I know you are not in the United States. I've known that. Nothing new. But look, I never meant to convey you lack morals, I just thought your views on this subject were lacking in them. That make sense? I thought my counterpoints explained that, maybe I failed in that respect... I can only take what I read on here and go with that, unfortunately I do not know you on a personal level where I may have a better understanding of what you post. So much is lost in text alone when having conversations and at times I do miss the finer points of expression via text, it is a downfall of mine.

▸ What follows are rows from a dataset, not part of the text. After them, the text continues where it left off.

/// Analysis layer: alignment of model output against observations and the
/// goodness-of-fit statistics over the reconciled pairs.

pub mod align;
pub mod stats;

use crate::data::error::DataError;
use crate::data::model::Bundle;

use align::{AlignOptions, AlignedTable};
use stats::{calc_stats, Stats};

/// Extract, align, and compute metrics in one call.
///
/// `model_key`/`obs_key` select datasets in the bundle; the queries select a
/// channel each (exact name before substring). Returns the aligned table and
/// its statistics; zero overlap is a valid result (`stats.n == 0`), not an
/// error.
pub fn compare(
    bundle: &Bundle,
    model_key: &str,
    model_query: &str,
    obs_key: &str,
    obs_query: &str,
    options: &AlignOptions,
) -> Result<(AlignedTable, Stats), DataError> {
    let model = bundle.series(model_key, model_query)?;
    let obs = bundle.series(obs_key, obs_query)?;

    let table = align::align(&model, &obs, options);
    let stats = calc_stats(&table.model_values(), &table.obs_values());

    log::info!(
        "Compared {model_key}:'{}' against {obs_key}:'{}' — {} aligned pairs",
        model.name,
        obs.name,
        stats.n
    );

    Ok((table, stats))
}

#[cfg(test)]
mod tests {
    use super::*;
    use crate::data::model::{Channel, ChannelGroup, Dataset, Timestamp};
    use chrono::NaiveDate;
    use std::path::PathBuf;

    fn ts(h: u32) -> Timestamp {
        NaiveDate::from_ymd_opt(2024, 3, 1)
            .unwrap()
            .and_hms_opt(h, 0, 0)
            .unwrap()
    }

    fn bundle() -> Bundle {
        let mut bundle = Bundle::default();
        bundle.insert(Dataset {
            name: "maob1.csv".into(),
            path: PathBuf::from("maob1.csv"),
            groups: vec![ChannelGroup::new(
                "",
                vec![ts(0), ts(1), ts(2)],
                vec![Channel::new(
                    "Current speed",
                    Some("m/s".into()),
                    vec![1.0, 2.0, 3.0],
                )],
            )
            .unwrap()],
        });
        bundle.insert(Dataset {
            name: "adcp.json".into(),
            path: PathBuf::from("adcp.json"),
            groups: vec![ChannelGroup::new(
                "Bins[0]",
                vec![ts(0), ts(2)],
                vec![Channel::new("Speed", None, vec![1.1, 2.9])],
            )
            .unwrap()],
        });
        bundle
    }

    #[test]
    fn end_to_end_inner_compare() {
        let opts = AlignOptions {
            method: align::AlignMethod::Inner,
            ..Default::default()
        };
        let (table, stats) =
            compare(&bundle(), "maob1", "current speed", "adcp", "Speed", &opts).unwrap();
        assert_eq!(table.len(), 2);
        assert_eq!(stats.n, 2);
        let bias = stats.gof.unwrap().bias;
        assert!((bias - (-0.05)).abs() < 1e-12);
    }

    #[test]
    fn unknown_key_propagates() {
        let err = compare(
            &bundle(),
            "nope",
            "speed",
            "adcp",
            "Speed",
            &AlignOptions::default(),
        )
        .unwrap_err();
        assert!(matches!(err, DataError::DatasetNotFound { .. }));
    }
}
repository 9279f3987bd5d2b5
use chrono::DateTime;
use eframe::egui::Ui;
use egui_plot::{Legend, Line, Plot, PlotPoints};

use crate::data::model::Timestamp;
use crate::state::AppState;

// ---------------------------------------------------------------------------
// Time-series plot (central panel)
// ---------------------------------------------------------------------------

fn to_x(t: Timestamp) -> f64 {
    t.and_utc().timestamp_millis() as f64 / 1_000.0
}

fn format_axis_time(seconds: f64) -> String {
    match DateTime::from_timestamp(seconds.floor() as i64, 0) {
        Some(dt) => dt.naive_utc().format("%Y-%m-%d\n%H:%M").to_string(),
        None => String::new(),
    }
}

/// Render the comparison plot: raw channel overlays plus the aligned
/// model/observed pair of the last comparison.
pub fn timeseries_plot(ui: &mut Ui, state: &AppState) {
    if state.bundle.is_empty() {
        ui.centered_and_justified(|ui: &mut Ui| {
            ui.heading("Open model and observation files to compare  (File → Open…)");
        });
        return;
    }

    let y_label = state
        .comparison
        .as_ref()
        .and_then(|c| c.unit.clone())
        .unwrap_or_else(|| "Value".to_string());

    Plot::new("timeseries_plot")
        .legend(Legend::default())
        .x_axis_label("Time")
        .y_axis_label(y_label)
        .x_axis_formatter(|mark, _range| format_axis_time(mark.value))
        .allow_boxed_zoom(true)
        .allow_drag(true)
        .allow_scroll(true)
        .allow_zoom(true)
        .show(ui, |plot_ui| {
            // ---- Raw channel overlays ----
            for id in &state.visible_channels {
                let Some((key, name)) = id.split_once('/') else {
                    continue;
                };
                let Ok(series) = state.bundle.series(key, name) else {
                    continue;
                };
                let points: PlotPoints = series
                    .times
                    .iter()
                    .zip(&series.values)
                    .map(|(&t, &v)| [to_x(t), v])
                    .collect();
                plot_ui.line(
                    Line::new(points)
                        .name(id)
                        .color(state.channel_colors.color_for(id))
                        .width(state.style.line_width),
                );
            }

            // ---- Aligned comparison pair ----
            if let Some(comparison) = &state.comparison {
                let model: PlotPoints = comparison
                    .table
                    .rows
                    .iter()
                    .map(|r| [to_x(r.time), r.model])
                    .collect();
                let obs: PlotPoints = comparison
                    .table
                    .rows
                    .iter()
                    .map(|r| [to_x(r.time), r.obs])
                    .collect();

                plot_ui.line(
                    Line::new(model)
                        .name(&comparison.model_label)
                        .color(state.style.model_color)
                        .width(state.style.line_width),
                );
                plot_ui.line(
                    Line::new(obs)
                        .name(&comparison.obs_label)
                        .color(state.style.obs_color)
                        .width(state.style.line_width),
                );
            }
        });
}
use eframe::egui;
use hydroval::app::HydrovalApp;

fn main() -> eframe::Result {
    env_logger::init();

    let options = eframe::NativeOptions {
        viewport: egui::ViewportBuilder::default()
            .with_inner_size([1200.0, 800.0])
            .with_min_inner_size([600.0, 400.0]),
        ..Default::default()
    };

    eframe::run_native(
        "Hydroval – Model Validation Viewer",
        options,
        Box::new(|_cc| Ok(Box::new(HydrovalApp::default()))),
    )
}
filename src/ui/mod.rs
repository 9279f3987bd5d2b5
pub mod panels;
pub mod plot;
use eframe::egui;

use crate::state::AppState;
use crate::ui::{panels, plot};

// ---------------------------------------------------------------------------
// eframe App implementation
// ---------------------------------------------------------------------------

#[derive(Default)]
pub struct HydrovalApp {
    pub state: AppState,
}

impl eframe::App for HydrovalApp {
    fn update(&mut self, ctx: &egui::Context, _frame: &mut eframe::Frame) {
        // ---- Top panel: menu bar ----
        egui::TopBottomPanel::top("top_bar").show(ctx, |ui| {
            panels::top_bar(ui, &mut self.state);
        });

        // ---- Left side panel: datasets and alignment controls ----
        egui::SidePanel::left("control_panel")
            .default_width(300.0)
            .resizable(true)
            .show(ctx, |ui| {
                panels::side_panel(ui, &mut self.state);
            });

        // ---- Central panel: time-series plot ----
        egui::CentralPanel::default().show(ctx, |ui| {
            plot::timeseries_plot(ui, &self.state);
        });
    }
}
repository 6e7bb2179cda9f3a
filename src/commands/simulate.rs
//! Simulation command
//!
//! Plays many independent rounds with an automated guesser and collects
//! win/loss statistics.

use crate::core::{Difficulty, GameError, RoundState, RoundStatus};
use crate::engine::GameEngine;
use crate::player::Guesser;
use indicatif::{ProgressBar, ProgressStyle};
use rand::Rng;
use rand::SeedableRng;
use rand::rngs::StdRng;
use rayon::prelude::*;
use rustc_hash::FxHashMap;
use std::time::{Duration, Instant};
use tracing::info;

/// Configuration for a simulation run
pub struct SimulateConfig {
    pub rounds: usize,
    pub difficulty: Difficulty,
    /// Round `i` uses seed `seed + i`
    pub seed: u64,
    pub show_progress: bool,
}

impl SimulateConfig {
    #[must_use]
    pub const fn new(rounds: usize, difficulty: Difficulty, seed: u64) -> Self {
        Self {
            rounds,
            difficulty,
            seed,
            show_progress: true,
        }
    }
}

/// Result of a simulation run
#[derive(Debug, Clone)]
pub struct SimulationResult {
    pub difficulty: Difficulty,
    pub guesser: String,
    pub rounds: usize,
    pub won: usize,
    pub lost: usize,
    pub total_wrong: usize,
    /// Rounds per final wrong-guess count
    pub wrong_distribution: FxHashMap<u8, usize>,
    pub duration: Duration,
    pub rounds_per_second: f64,
}

impl SimulationResult {
    #[must_use]
    pub fn win_rate(&self) -> f64 {
        if self.rounds == 0 {
            0.0
        } else {
            self.won as f64 / self.rounds as f64
        }
    }

    #[must_use]
    pub fn average_wrong(&self) -> f64 {
        if self.rounds == 0 {
            0.0
        } else {
            self.total_wrong as f64 / self.rounds as f64
        }
    }
}

/// Let a guesser play a round to the end
///
/// Stops early only if the guesser runs out of letters.
pub fn play_round<G: Guesser, R: Rng + ?Sized>(
    engine: &GameEngine,
    state: &mut RoundState,
    guesser: &G,
    rng: &mut R,
) -> RoundStatus {
    while engine.status(state) == RoundStatus::InProgress {
        let Some(letter) = guesser.next_guess(state, engine.alphabet(), rng) else {
            break;
        };
        engine.guess(state, letter);
    }
    engine.status(state)
}

/// Run `config.rounds` seeded rounds in parallel
///
/// # Errors
///
/// Returns `GameError::NoCandidateWords` if the difficulty band is empty.
///
/// # Panics
///
/// Panics if the progress bar template is invalid (it is a constant).
pub fn run_simulation<G: Guesser + Sync>(
    engine: &GameEngine,
    words: &[String],
    guesser: &G,
    guesser_name: &str,
    config: &SimulateConfig,
) -> Result<SimulationResult, GameError> {
    if engine.candidates(config.difficulty, words).is_empty() {
        return Err(GameError::NoCandidateWords(config.difficulty));
    }

    let pb = if config.show_progress {
        ProgressBar::new(config.rounds as u64)
    } else {
        ProgressBar::hidden()
    };
    pb.set_style(
        ProgressStyle::default_bar()
            .template("{spinner:.green} [{bar:40.cyan/blue}] {pos}/{len} ({percent}%) | {msg}")
            .unwrap()
            .progress_chars("█▓▒░"),
    );
    pb.set_message(format!("{} / {guesser_name}", config.difficulty));

    let start = Instant::now();

    let outcomes = (0..config.rounds)
        .into_par_iter()
        .map(|i| -> Result<(RoundStatus, u8), GameError> {
            let mut rng = StdRng::seed_from_u64(config.seed.wrapping_add(i as u64));
            let mut state = engine.start_round(config.difficulty, words, &mut rng)?;
            let status = play_round(engine, &mut state, guesser, &mut rng);
            pb.inc(1);
            Ok((status, state.wrong_count()))
        })
        .collect::<Result<Vec<_>, GameError>>()?;

    pb.finish_with_message("Complete!");
    let duration = start.elapsed();

    let mut won = 0;
    let mut lost = 0;
    let mut total_wrong = 0;
    let mut wrong_distribution: FxHashMap<u8, usize> = FxHashMap::default();

    for (status, wrong) in outcomes {
        match status {
            RoundStatus::Won => won += 1,
            RoundStatus::Lost => lost += 1,
            RoundStatus::InProgress => {}
        }
        total_wrong += usize::from(wrong);
        *wrong_distribution.entry(wrong).or_insert(0) += 1;
    }

    info!(
        difficulty = %config.difficulty,
        guesser = guesser_name,
        rounds = config.rounds,
        won,
        lost,
        "simulation finished"
    );

    Ok(SimulationResult {
        difficulty: config.difficulty,
        guesser: guesser_name.to_string(),
        rounds: config.rounds,
        won,
        lost,
        total_wrong,
        wrong_distribution,
        duration,
        rounds_per_second: config.rounds as f64 / duration.as_secs_f64().max(f64::EPSILON),
    })
}
//! Terminal output formatting
//!
//! Display utilities for the line-based game and command results.

pub mod display;
pub mod formatters;

pub use display::{print_simulation_result, print_word_stats, write_round};
//! Command implementations

pub mod simple;
pub mod simulate;
pub mod words;

pub use simple::{play_session, run_simple};
pub use simulate::{SimulateConfig, SimulationResult, play_round, run_simulation};
pub use words::{WordStats, word_stats};
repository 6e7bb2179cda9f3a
//! Formatting utilities for terminal output

use crate::core::{GuessOutcome, MAX_WRONG_STAGES};
use crate::engine::{KeyState, KeyView};

/// Marker drawn over keys that have been used
pub const CROSSED_KEY: char = '×';

/// Notice shown after a guess
#[must_use]
pub fn outcome_message(outcome: GuessOutcome) -> String {
    match outcome {
        GuessOutcome::NotInAlphabet(c) => format!("Буквы '{c}' нет на клавиатуре"),
        GuessOutcome::AlreadyGuessed(c) => format!("Буква '{c}' уже открыта"),
        GuessOutcome::RoundOver => "Раунд окончен. Начните заново".to_string(),
        GuessOutcome::Hit(c) => format!("Есть буква '{c}'!"),
        GuessOutcome::Miss(c) => format!("Буквы '{c}' нет в слове"),
        GuessOutcome::Won(c) => format!("Буква '{c}' открыла слово!"),
        GuessOutcome::Lost(c) => format!("Буквы '{c}' нет. Виселица достроена"),
    }
}

/// Win notice with the word
#[must_use]
pub fn win_message(word: &str) -> String {
    format!("Вы выиграли! Слово: {word}")
}

/// Loss notice with the word
#[must_use]
pub fn loss_message(word: &str) -> String {
    format!("Игра окончена! Слово было: {word}")
}

/// Word length hint under the masked word
#[must_use]
pub fn length_hint(length: usize) -> String {
    format!("Слово из {length} букв")
}

/// Character drawn on a key: its symbol, or a cross once used
#[inline]
#[must_use]
pub const fn key_label(key: &KeyView) -> char {
    match key.state {
        KeyState::Available => key.symbol,
        KeyState::Hit | KeyState::Miss => CROSSED_KEY,
    }
}

/// Create a progress bar string
#[must_use]
pub fn create_progress_bar(value: f64, max: f64, width: usize) -> String {
    // Cast is safe: values are clamped to [0, width]
    let filled = ((value / max) * width as f64) as usize;
    let filled = filled.min(width);

    format!("{}{}", "█".repeat(filled), "░".repeat(width - filled))
}

/// Gallows stage as a bar, one cell per stage
#[must_use]
pub fn stage_bar(stage: usize) -> String {
    let max = usize::from(MAX_WRONG_STAGES);
    create_progress_bar(stage as f64, max as f64, max)
}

Maybe we are talking about two different patients. I've only applied physical restraints once myself and chemically restrained a slew of other patients. Its just not something I take lightly, which I thought you did. Anyways, my idea of a patient possibly needing a restraint procedure is usually the patient I meet where within the first minutes of arriving on the scene we are already in a physical situation that is not deescalated by other means. I took your examples to be the patients that hint at violence, had a previous episode of abnormal/violent behavior, and the like. I guess for me I tend to try and treat on the current situation and have yet to have a patient "turn". This may be the point where we are not seeing eye to eye, different experiences... different thinking process...
Anyways, try not to take it too personally, please. I've had my thoughts and viewed slammed on here more than once and I think I'm better since most of it. Hope this helps to ease tension and improve understanding.